Первая и вторая Думы обманули эти государственные надежды. Несмотря на свой эпитет "государственная", обе Думы были смертельно враждебны "государственному" началу, - до такой степени враждебны, что могущественная фракция 2-й Думы не постеснилась политикою заговоров против государства, а остальные ее члены не решились отдать в руки суда подобных законодателей. Состав 3-й Думы совсем иной, но в трудных и новых чувствах нужно воспитаться. Это целая политическая культура, которой нам ужасно недостает. Правая часть членов 3-й Думы крепко стоит исключительно на тех трех "китах", на которых, по формуле гр. Уварова, покоилась старая Россия. Но уже у Каткова эта формула не играла особенной роли; она дает много для мечты, она воплощает политический романтизм, но мало дает для здравой, трезвой политики. Это не компас и не руль. Петр Великий, создатель новой России, не нашелся бы, что делать с этими принципами, и, по крайней мере, с двумя из них обходился очень бесцеремонно, а Петр не только был, но и остается вождем практической России, движущейся вперед, строящей и строящейся.

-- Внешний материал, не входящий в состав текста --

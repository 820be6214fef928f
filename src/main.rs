// Trade assistant entry point.
//
// Startup sequence:
// 1. Parse command-line arguments
// 2. Initialize tracing (log to file, not terminal)
// 3. Load config
// 4. Load reference tables
// 5. Run the interactive session
// 6. Render the report

use std::io::{self, Write};
use std::path::PathBuf;

use anyhow::Context;
use clap::Parser;
use tracing::{error, info};

use trade_assistant::config;
use trade_assistant::report;
use trade_assistant::session::{Session, SessionError};
use trade_assistant::store::ReferenceStore;

/// Evaluate a fantasy football trade against projections, last season's
/// points, bye weeks and injury risk.
#[derive(Parser, Debug)]
#[command(name = "trade-assistant", version, about)]
struct Cli {
    /// Directory containing config/ (or defaults/) and the data files
    #[arg(short, long, default_value = ".")]
    base_dir: PathBuf,

    /// Current NFL week; prompted for when omitted
    #[arg(short, long, value_parser = clap::value_parser!(u8).range(1..=17))]
    week: Option<u8>,

    /// Print the report as JSON instead of text
    #[arg(long)]
    json: bool,
}

fn main() -> anyhow::Result<()> {
    // 1. Parse command-line arguments
    let cli = Cli::parse();

    // 2. Initialize tracing
    init_tracing(&cli.base_dir)?;
    info!("Trade assistant starting up");

    // 3. Load config
    let config = config::load_config(&cli.base_dir).context("failed to load configuration")?;
    info!(
        "Config loaded: league={}, season {}, {} bye-week entries",
        config.league.name,
        config.league.season,
        config.league.bye_weeks.len()
    );

    // 4. Load reference tables
    let store = ReferenceStore::load(&config).context("failed to load reference data")?;
    info!(
        "Loaded {} projections, {} statistics rows",
        store.projection_count(),
        store.statistics_count()
    );

    // 5. Run the interactive session
    let stdin = io::stdin();
    let stdout = io::stdout();
    let mut session = Session::new(&store, stdin.lock(), stdout.lock());
    let report = match session.run(&config, cli.week) {
        Ok(report) => report,
        Err(SessionError::InputClosed) => {
            info!("Input closed before the trade was complete");
            return Ok(());
        }
        Err(e) => {
            error!("Session failed: {}", e);
            return Err(e).context("trade evaluation failed");
        }
    };
    drop(session);

    // 6. Render the report
    let mut out = io::stdout().lock();
    if cli.json {
        report::render_json(&report, &mut out).context("failed to write JSON report")?;
    } else {
        report::render(&report, &mut out).context("failed to write report")?;
    }
    out.flush()?;

    info!(
        "Trade assistant finished: acquired {:.1}, departed {:.1}",
        report.value.acquired, report.value.departed
    );
    Ok(())
}

/// Initialize tracing to log to a file (stdout carries the conversation).
fn init_tracing(base_dir: &std::path::Path) -> anyhow::Result<()> {
    use tracing_subscriber::fmt;
    use tracing_subscriber::EnvFilter;

    let log_dir = base_dir.join("logs");
    std::fs::create_dir_all(&log_dir)?;

    let log_file = std::fs::File::create(log_dir.join("trade-assistant.log"))?;

    let subscriber = fmt::Subscriber::builder()
        .with_env_filter(
            EnvFilter::try_from_default_env()
                .unwrap_or_else(|_| EnvFilter::new("trade_assistant=info,warn")),
        )
        .with_writer(log_file)
        .with_ansi(false)
        .with_target(true)
        .with_line_number(true)
        .finish();

    tracing::subscriber::set_global_default(subscriber)
        .context("failed to set tracing subscriber")?;

    Ok(())
}
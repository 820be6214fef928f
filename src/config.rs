// Configuration loading and parsing (league.toml, strategy.toml).

use serde::Deserialize;
use std::collections::HashMap;
use std::path::{Path, PathBuf};
use thiserror::Error;
use tracing::info;

use crate::position::Position;
use crate::roster::MAX_POSITION_COUNT;

// ---------------------------------------------------------------------------
// Error types
// ---------------------------------------------------------------------------

#[derive(Debug, Error)]
pub enum ConfigError {
    #[error("config file not found: {path}")]
    FileNotFound { path: PathBuf },

    #[error("failed to parse config file {path}: {source}")]
    ParseError {
        path: PathBuf,
        source: toml::de::Error,
    },

    #[error("validation error for field `{field}`: {message}")]
    ValidationError { field: String, message: String },

    #[error("failed to initialize config from defaults: {message}")]
    DefaultsCopyError { message: String },
}

// ---------------------------------------------------------------------------
// Top-level assembled Config
// ---------------------------------------------------------------------------

#[derive(Debug, Clone)]
pub struct Config {
    pub league: LeagueConfig,
    pub weights: TradeWeights,
    pub data_paths: DataPaths,
    /// Directory the config was loaded from. Relative data paths resolve
    /// against it.
    pub base_dir: PathBuf,
}

// ---------------------------------------------------------------------------
// league.toml structs
// ---------------------------------------------------------------------------

/// Wrapper for the top-level `[league]` table in league.toml.
#[derive(Debug, Clone, Deserialize)]
struct LeagueFile {
    league: LeagueConfig,
}

#[derive(Debug, Clone, Deserialize)]
pub struct LeagueConfig {
    pub name: String,
    pub season: u16,
    /// Target number of rostered players per position, keyed by
    /// abbreviation ("QB", "RB", ...).
    pub ideal_roster: HashMap<String, u32>,
    /// Team abbreviation -> bye week for the season.
    pub bye_weeks: HashMap<String, u8>,
}

// ---------------------------------------------------------------------------
// strategy.toml structs
// ---------------------------------------------------------------------------

/// Raw deserialization target for the entire strategy.toml file.
#[derive(Debug, Clone, Deserialize)]
struct StrategyFile {
    #[serde(default)]
    weights: TradeWeights,
    data_paths: DataPaths,
}

/// Weights applied by the trade evaluator to each term of a player's value.
///
/// `bye_week_penalty` is added flat when the player's bye is still ahead;
/// `injury_risk` is scaled by the player's risk factor in [0, 1].
#[derive(Debug, Clone, Copy, PartialEq, Deserialize)]
#[serde(default)]
pub struct TradeWeights {
    pub projected_points: f64,
    pub prior_points: f64,
    pub bye_week_penalty: f64,
    pub injury_risk: f64,
    /// Applied to the projected term when a player has no prior production.
    pub rookie_multiplier: f64,
}

impl Default for TradeWeights {
    fn default() -> Self {
        TradeWeights {
            projected_points: 1.0,
            prior_points: 0.8,
            bye_week_penalty: -15.0,
            injury_risk: -50.0,
            rookie_multiplier: 2.0,
        }
    }
}

/// CSV locations for the per-position reference tables, keyed by position
/// abbreviation.
#[derive(Debug, Clone, Deserialize)]
pub struct DataPaths {
    pub projections: HashMap<String, String>,
    pub statistics: HashMap<String, String>,
}

impl DataPaths {
    /// Projection CSV for a position, resolved against `base_dir`.
    pub fn projection_path(&self, base_dir: &Path, pos: Position) -> Option<PathBuf> {
        lookup_path(&self.projections, base_dir, pos)
    }

    /// Statistics CSV for a position, resolved against `base_dir`.
    pub fn statistics_path(&self, base_dir: &Path, pos: Position) -> Option<PathBuf> {
        lookup_path(&self.statistics, base_dir, pos)
    }
}

fn lookup_path(
    table: &HashMap<String, String>,
    base_dir: &Path,
    pos: Position,
) -> Option<PathBuf> {
    table
        .iter()
        .find(|(key, _)| Position::from_str_pos(key) == Some(pos))
        .map(|(_, path)| base_dir.join(path))
}

// ---------------------------------------------------------------------------
// Loading logic
// ---------------------------------------------------------------------------

/// Load and validate configuration from `config/league.toml` and
/// `config/strategy.toml`, relative to the given `base_dir`.
///
/// This does not auto-copy defaults; `load_config()` does.
pub fn load_config_from(base_dir: &Path) -> Result<Config, ConfigError> {
    let config_dir = base_dir.join("config");

    // --- league.toml (required) ---
    let league_path = config_dir.join("league.toml");
    let league_text = read_file(&league_path)?;
    let league_file: LeagueFile =
        toml::from_str(&league_text).map_err(|e| ConfigError::ParseError {
            path: league_path.clone(),
            source: e,
        })?;

    // --- strategy.toml (required) ---
    let strategy_path = config_dir.join("strategy.toml");
    let strategy_text = read_file(&strategy_path)?;
    let strategy_file: StrategyFile =
        toml::from_str(&strategy_text).map_err(|e| ConfigError::ParseError {
            path: strategy_path.clone(),
            source: e,
        })?;

    let config = Config {
        league: league_file.league,
        weights: strategy_file.weights,
        data_paths: strategy_file.data_paths,
        base_dir: base_dir.to_path_buf(),
    };

    validate(&config)?;

    Ok(config)
}

/// Files `load_config_from` reads from `config/`.
const CONFIG_FILES: [&str; 2] = ["league.toml", "strategy.toml"];

/// Copy any of `CONFIG_FILES` missing from `config/` out of `defaults/`.
/// Existing files are never overwritten. Returns the files that were copied.
pub fn ensure_config_files(base_dir: &Path) -> Result<Vec<PathBuf>, ConfigError> {
    let defaults_dir = base_dir.join("defaults");
    let config_dir = base_dir.join("config");

    let mut copied = Vec::new();
    for name in CONFIG_FILES {
        let target = config_dir.join(name);
        let source = defaults_dir.join(name);
        // A file missing from both places surfaces as FileNotFound on load.
        if target.exists() || !source.is_file() {
            continue;
        }
        std::fs::create_dir_all(&config_dir).map_err(|e| ConfigError::DefaultsCopyError {
            message: format!("failed to create {}: {e}", config_dir.display()),
        })?;
        std::fs::copy(&source, &target).map_err(|e| ConfigError::DefaultsCopyError {
            message: format!("failed to copy {}: {e}", source.display()),
        })?;
        info!("Copied default {} into {}", name, config_dir.display());
        copied.push(target);
    }
    Ok(copied)
}

/// Load config relative to `base_dir`, copying default files first.
pub fn load_config(base_dir: &Path) -> Result<Config, ConfigError> {
    ensure_config_files(base_dir)?;
    load_config_from(base_dir)
}

// ---------------------------------------------------------------------------
// Helpers
// ---------------------------------------------------------------------------

fn read_file(path: &Path) -> Result<String, ConfigError> {
    std::fs::read_to_string(path).map_err(|_| ConfigError::FileNotFound {
        path: path.to_path_buf(),
    })
}

fn validation_error(field: impl Into<String>, message: impl Into<String>) -> ConfigError {
    ConfigError::ValidationError {
        field: field.into(),
        message: message.into(),
    }
}

/// Every key must name a position and every position must be present.
fn validate_position_table<V>(
    section: &str,
    table: &HashMap<String, V>,
) -> Result<(), ConfigError> {
    for key in table.keys() {
        if Position::from_str_pos(key).is_none() {
            return Err(validation_error(
                format!("{section}.{key}"),
                "unknown position",
            ));
        }
    }
    for pos in Position::LOAD_ORDER {
        if !table.keys().any(|k| Position::from_str_pos(k) == Some(pos)) {
            return Err(validation_error(
                format!("{section}.{pos}"),
                "missing entry for position",
            ));
        }
    }
    Ok(())
}

// ---------------------------------------------------------------------------
// Validation
// ---------------------------------------------------------------------------

fn validate(config: &Config) -> Result<(), ConfigError> {
    validate_position_table("league.ideal_roster", &config.league.ideal_roster)?;
    for (pos, &count) in &config.league.ideal_roster {
        if count > MAX_POSITION_COUNT {
            return Err(validation_error(
                format!("league.ideal_roster.{pos}"),
                format!("must be at most {MAX_POSITION_COUNT}, got {count}"),
            ));
        }
    }

    for (team, &week) in &config.league.bye_weeks {
        if !(1..=18).contains(&week) {
            return Err(validation_error(
                format!("league.bye_weeks.{team}"),
                format!("must be between 1 and 18, got {week}"),
            ));
        }
    }

    let w = &config.weights;
    let weight_fields: &[(&str, f64)] = &[
        ("weights.projected_points", w.projected_points),
        ("weights.prior_points", w.prior_points),
        ("weights.bye_week_penalty", w.bye_week_penalty),
        ("weights.injury_risk", w.injury_risk),
        ("weights.rookie_multiplier", w.rookie_multiplier),
    ];
    for (name, val) in weight_fields {
        if !val.is_finite() {
            return Err(validation_error(*name, format!("must be finite, got {val}")));
        }
    }
    if w.rookie_multiplier <= 0.0 {
        return Err(validation_error(
            "weights.rookie_multiplier",
            format!("must be > 0, got {}", w.rookie_multiplier),
        ));
    }

    validate_position_table("data_paths.projections", &config.data_paths.projections)?;
    validate_position_table("data_paths.statistics", &config.data_paths.statistics)?;

    Ok(())
}

// ---------------------------------------------------------------------------
// Unit tests
// ---------------------------------------------------------------------------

Нельзя не признать, что видные члены правительства, и особенно глава кабинета, выступая перед Думою, до некоторой степени вводит ее членов, до Думы бывших просто членами общества, в это государственное созерцание, государственное самосознание. И нельзя не пожелать, чтобы подобные выступления делались чаще. Такая речь, как П.А. Столыпина по финляндскому запросу, есть хороший урок серьезной политики и для Думы, и для всей России. Полная достоинства и государственной гордости, с вереницею сконцентрированных фактов в руках, с озиранием на прошлое России, она освещает историческое наше строительство и поднимает сердце граждан. Безобразия, допущенные русскою властью в Финляндии, конечно, не мыслимы были бы в Пруссии и вообще не мыслимы ни в каком культурном государстве; это какая-то картина умиравшей Польши XVIII века, где все разваливалось, где всякий тащил у государства что мог, или это картина Франции времен последних Людовиков и m-me Помпадур, где вместо железных администраторов всем управляли и все направляли напудренные пшюты, женщины и их любовники. Наши либеральные администраторы вовсе не суть герои а lа Лафайет, как они мнят себя, а герои именно во вкусе Помпадур, чего они никак не предвидят. Самое появление их на высоких постах можно объяснить только крайнею разрыхленностью вообще нашей государственности, растаявшей под дуновением не столько теплых, сколько прелых дуновений из того же будто бы либерального общества и либеральной печати. Всему этому пора положить конец, - и Дума вправе властно напомнить, что этому нужно положить конец. В этом отношении нельзя не приветствовать и прекрасную речь г. Гололобова. В 1-й и во 2-й Думе мы не слыхали речей, направленных таким образом и проникнутых этим государственным самосознанием. Инородцы и окраины, прислушиваясь к ним, должны почувствовать, что они - покровительствуемые части России, а никак не господа в России.
Впервые опубликовано: "Новое время". 1908. 7 мая. N 11548.